Broadly speaking, there seem to be two methods for developing combat forces-for successfully cajoling or coercing collections of men into engaging in the violent, profane, sacrificial, uncertain, masochistic, and essentially absurd enterprise known as war. The two methods lead to two kinds of warfare, and the distinction can be an important one.
Intuitively, it might seem that the easiest (and cheapest) method for recruiting combatants would be to...enlist those who revel in violence and routinely seek it our or who regularly employ it to enrich themselves, or both. We have in civilian life a name for such people-criminals...Violent conflicts in which people like that dominate can be called criminal warfare, a form in which combatants are induced to wreak violence primarily for the fun and material profit they derive from the experience.
Criminal armies seem to arise from a couple of processes. Sometimes criminals-robbers, brigands, freebooters, highwaymen, hooligans, thugs, bandits, pirates, gangsters, outlaws-organize or join together in gangs or bands or mafias. When such organizations become big enough, they can look and act a lot like full-blown armies.
Or criminal armies can be formed when a ruler needs combatants to prosecute a war and concludes that the employment or impressment of criminals and thugs is the most sensible and direct method for accomplishing this. In this case, criminals and thugs essentially act as mercenaries.
It happens, however, that criminals and thugs tend to be undesirable warriors....To begin with, they are often difficult to control. They can be troublemakers: unruly, disobedient, and mutinous, often committing unauthorized crimes while on (or off) duty that can be detrimental or even destructive of military enterprise....
Most importantly, criminals can be disinclined to stand and fight when things become dangerous, and they often simply desert when whim and opportunity coincide. Ordinary crime, after all, preys on the weak-on little old ladies rather than on husky athletes-and criminals often make willing and able executioners of defenseless people. However, if the cops show up they are given to flight. The motto for the criminal, after all, is not a variation of "Semper fi," "All for one and one for all," "Duty, honor, country," "Banzai," or "Remember Pearl Harbor," but "Take the money and run."...
These problems with the employment of criminals as combatants have historically led to efforts to recruit ordinary men as combatants-people who, unlike criminals and thugs, commit violence at no other time in their lives....

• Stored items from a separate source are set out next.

//! Main simulation world that ties everything together
//!
//! `SimWorld` owns the registry, the signal controller, the clock and the
//! arrival generator. Each concurrent activity of the intersection is a
//! separate tick method here; the threaded runtime calls them from their own
//! threads under one lock, and [`SimWorld::step_second`] calls them in a fixed
//! order for deterministic runs.

use anyhow::{Context, Result};
use log::{debug, info};

use super::arrivals::ArrivalGenerator;
use super::clock::SimClock;
use super::config::SimConfig;
use super::controller::{ControlEvent, SignalController};
use super::layout::{self, TURN_LANE};
use super::registry::VehicleRegistry;
use super::snapshot::{SignalSnapshot, VehicleSnapshot, WorldSnapshot};
use super::types::{Approach, Position, VehicleClass, VehicleId};
use super::vehicle::{MotionContext, MotionResult, SimVehicle};

/// What happened during one motion tick
#[derive(Debug, Clone, Copy, Default, PartialEq, Eq)]
pub struct MotionTickSummary {
    pub moved: usize,
    pub discharged: usize,
    pub turned: usize,
    pub exited: usize,
}

/// Totals reported at the end of a run
#[derive(Debug, Clone, PartialEq, Eq)]
pub struct RunReport {
    pub elapsed: u32,
    /// Discharges per approach, indexed by `Approach::index`
    pub discharged: [u64; 4],
    pub total_discharged: u64,
    pub preemptions: u64,
    pub phases_served: u64,
    pub active_vehicles: usize,
    pub retired: u64,
}

/// The main simulation world
pub struct SimWorld {
    pub config: SimConfig,

    /// Every vehicle on the layout, queued per approach and lane
    pub registry: VehicleRegistry,

    pub controller: SignalController,

    pub clock: SimClock,

    /// Absent when arrivals are disabled
    arrivals: Option<ArrivalGenerator>,

    /// Simulated seconds accumulated towards the next arrival
    arrival_timer: f32,

    motion_ticks: u64,
}

impl SimWorld {
    fn new_internal(config: SimConfig, seed: Option<u64>) -> Result<Self> {
        config.validate().context("invalid simulation configuration")?;

        let arrivals = match (config.arrival_interval, seed) {
            (None, _) => None,
            (Some(_), Some(seed)) => Some(ArrivalGenerator::new_with_seed(&config, seed)?),
            (Some(_), None) => Some(ArrivalGenerator::new(&config)?),
        };

        Ok(Self {
            registry: VehicleRegistry::new(),
            controller: SignalController::new(&config),
            clock: SimClock::new(config.horizon),
            arrivals,
            arrival_timer: 0.0,
            motion_ticks: 0,
            config,
        })
    }

    pub fn new(config: SimConfig) -> Result<Self> {
        Self::new_internal(config, None)
    }

    /// Create a new SimWorld with a seeded RNG for reproducible simulations
    pub fn new_with_seed(config: SimConfig, seed: u64) -> Result<Self> {
        Self::new_internal(config, Some(seed))
    }

    pub fn motion_ticks(&self) -> u64 {
        self.motion_ticks
    }

    pub fn is_finished(&self) -> bool {
        self.clock.is_finished()
    }

    /// Place a vehicle at the entry of a lane, upstream of anything still
    /// queued there, and register it at the tail of the lane queue
    ///
    /// The turn flag only sticks in the turning lane.
    pub fn spawn_vehicle(
        &mut self,
        approach: Approach,
        lane: usize,
        class: VehicleClass,
        will_turn: bool,
    ) -> VehicleId {
        let lane = lane.min(layout::LANE_COUNT - 1);
        let position = self.entry_position(approach, lane, class.length());
        let id = self.registry.next_vehicle_id();
        let vehicle = SimVehicle::new(
            id,
            class,
            approach,
            lane,
            self.config.speed(class),
            position,
            will_turn && lane == TURN_LANE,
        );
        self.registry.enqueue(vehicle);
        debug!("Spawned {} {:?} on {} lane {}", class, id, approach, lane);
        id
    }

    /// Spawn `count` vehicles of one class into a single lane
    pub fn seed_queue(
        &mut self,
        approach: Approach,
        lane: usize,
        class: VehicleClass,
        count: usize,
    ) -> Vec<VehicleId> {
        (0..count)
            .map(|_| self.spawn_vehicle(approach, lane, class, false))
            .collect()
    }

    /// Entry position for a new vehicle of `length`, backed off behind the
    /// last vehicle that has not crossed yet
    fn entry_position(&self, approach: Approach, lane: usize, length: f32) -> Position {
        let mut position = layout::entry_position(approach, lane);
        let Some(tail) = self.registry.tail(approach, lane) else {
            return position;
        };
        if tail.crossed {
            return position;
        }

        let sign = approach.sign();
        let tail_rear = tail.leading_edge() - sign * tail.length();
        let max_lead = tail_rear - sign * self.config.vehicle_gap;
        let entry_lead = layout::leading_edge(approach, &position, length);
        if sign * entry_lead > sign * max_lead {
            *position.along_mut(approach.axis()) = if sign > 0.0 {
                max_lead - length
            } else {
                max_lead
            };
        }
        position
    }

    /// One second of the signal controller
    pub fn control_tick(&mut self) -> Vec<ControlEvent> {
        self.controller.tick(&mut self.registry)
    }

    /// Advance the clock; returns true once the horizon is reached
    pub fn clock_tick(&mut self) -> bool {
        let finished = self.clock.tick();
        if finished {
            debug!("Horizon of {}s reached", self.clock.horizon());
        }
        finished
    }

    /// Move every queued vehicle by one step
    ///
    /// Queues are walked front to back from a snapshot of their ids. A
    /// vehicle that migrated to another queue earlier in the same tick is no
    /// longer queued where the snapshot found it and is skipped.
    pub fn motion_tick(&mut self) -> MotionTickSummary {
        let mut summary = MotionTickSummary::default();

        let order: Vec<(Approach, usize, VehicleId)> = Approach::ALL
            .into_iter()
            .flat_map(|approach| {
                (0..layout::LANE_COUNT).map(move |lane| (approach, lane))
            })
            .flat_map(|(approach, lane)| {
                self.registry
                    .lane_ids(approach, lane)
                    .into_iter()
                    .map(move |id| (approach, lane, id))
            })
            .collect();

        for (approach, lane, id) in order {
            if !self.registry.is_queued_in(id, approach, lane) {
                continue;
            }

            let ctx = MotionContext {
                leader: self.registry.leader_of(id).map(SimVehicle::as_leader),
                has_green: self.controller.has_green(approach),
                gap: self.config.vehicle_gap,
            };
            let Some(vehicle) = self.registry.get_mut(id) else {
                continue;
            };
            let result = vehicle.update(&ctx);
            summary.moved += 1;

            match result {
                MotionResult::Continue => {}
                MotionResult::Discharged(_) => {
                    if let Some(approach) = self.registry.discharge(id) {
                        summary.discharged += 1;
                        debug!("{:?} discharged from {}", id, approach);
                    }
                }
                MotionResult::Turned { from, to } => {
                    if self.registry.migrate(id, from, to) {
                        summary.turned += 1;
                        debug!("{:?} turned {} -> {}", id, from, to);
                    }
                }
                MotionResult::Exited => {
                    if self.registry.retire(id).is_some() {
                        summary.exited += 1;
                    }
                }
            }
        }

        self.motion_ticks += 1;
        summary
    }

    /// Generate and place one arrival; `None` when arrivals are disabled
    pub fn arrival_tick(&mut self) -> Option<VehicleId> {
        let arrival = {
            let generator = self.arrivals.as_mut()?;
            generator.next_arrival(self.clock.elapsed(), &self.registry)
        };
        Some(self.spawn_vehicle(
            arrival.approach,
            arrival.lane,
            arrival.class,
            arrival.will_turn,
        ))
    }

    /// Run one simulated second deterministically: controller, then the
    /// motion ticks with arrivals interleaved, then the clock
    ///
    /// Returns true once the horizon is reached.
    pub fn step_second(&mut self) -> bool {
        if self.clock.is_finished() {
            return true;
        }

        self.control_tick();

        let dt = 1.0 / self.config.motion_hz as f32;
        for _ in 0..self.config.motion_hz {
            self.motion_tick();
            if let Some(interval) = self.config.arrival_interval {
                self.arrival_timer += dt;
                while self.arrival_timer >= interval {
                    self.arrival_timer -= interval;
                    self.arrival_tick();
                }
            }
        }

        self.clock_tick()
    }

    /// Run until the horizon without sleeping, logging a summary every
    /// `summary_every` simulated seconds (0 disables)
    pub fn run_to_horizon(&mut self, summary_every: u32) -> RunReport {
        while !self.step_second() {
            let elapsed = self.clock.elapsed();
            if summary_every > 0 && elapsed % summary_every == 0 {
                self.log_progress();
            }
        }
        self.report()
    }

    pub fn report(&self) -> RunReport {
        RunReport {
            elapsed: self.clock.elapsed(),
            discharged: Approach::ALL.map(|approach| self.registry.discharged(approach)),
            total_discharged: self.registry.total_discharged(),
            preemptions: self.controller.preemptions(),
            phases_served: self.controller.phases_served(),
            active_vehicles: self.registry.len(),
            retired: self.registry.retired(),
        }
    }

    /// Copy everything a dashboard draws
    pub fn snapshot(&self) -> WorldSnapshot {
        let signals = Approach::ALL
            .into_iter()
            .map(|approach| SignalSnapshot {
                approach,
                state: self.controller.light_state(approach),
                countdown: self.controller.countdown(approach),
                discharged: self.registry.discharged(approach),
                total_green_time: self.controller.timers(approach).total_green_time,
            })
            .collect();

        let mut vehicles: Vec<VehicleSnapshot> = self
            .registry
            .iter_matching(|_| true)
            .map(|v| VehicleSnapshot {
                id: v.id,
                class: v.class,
                approach: v.approach,
                lane: v.lane,
                position: v.position,
                crossed: v.crossed,
                turn_state: v.turn_state,
                turn_angle: v.turn_angle,
            })
            .collect();
        vehicles.sort_by_key(|v| v.id);

        WorldSnapshot {
            elapsed: self.clock.elapsed(),
            horizon: self.clock.horizon(),
            current_green: self.controller.current(),
            in_yellow: self.controller.in_yellow(),
            signals,
            vehicles,
            emergencies_waiting: self.registry.emergencies_waiting(),
            total_discharged: self.registry.total_discharged(),
        }
    }

    /// One-line progress log for long runs
    pub fn log_progress(&self) {
        let current = self.controller.current();
        info!(
            "t={}s green={} ({} {}s) waiting={} emergencies={} passed={}",
            self.clock.elapsed(),
            current,
            self.controller.light_state(current),
            self.controller.countdown(current),
            Approach::ALL
                .iter()
                .map(|a| self.registry.undischarged_count(*a))
                .sum::<usize>(),
            self.registry.emergencies_waiting(),
            self.registry.total_discharged()
        );
    }

    /// Print a summary of the current simulation state
    pub fn print_summary(&self) {
        let report = self.report();
        println!("=== Intersection Simulation Summary ===");
        println!("Time: {}s of {}s", report.elapsed, self.clock.horizon());
        println!(
            "Phases served: {}, preemptions: {}",
            report.phases_served, report.preemptions
        );
        println!("--- Approaches ---");
        for approach in Approach::ALL {
            let timers = self.controller.timers(approach);
            println!(
                "  {:<5}: passed={}, waiting={}, green served={}s",
                approach,
                self.registry.discharged(approach),
                self.registry.undischarged_count(approach),
                timers.total_green_time
            );
        }
        println!(
            "Active vehicles: {}, retired: {}",
            report.active_vehicles, report.retired
        );
        println!("Total vehicles passed: {}", report.total_discharged);
    }
}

The result has been the development of disciplined warfare in which men primarily inflict violence not for fun and profit but because their training and indoctrination have instilled in them a need to follow orders; to observe a carefully contrived and tendentious code of honer; to seek glory and reputation in combat; to love, honor, or fear their officers; to believe in a cause; to fear the shame, humiliation, or costs of surrender; or, in particular, to be loyal to, and to deserve the loyalty of, their fellow combatants.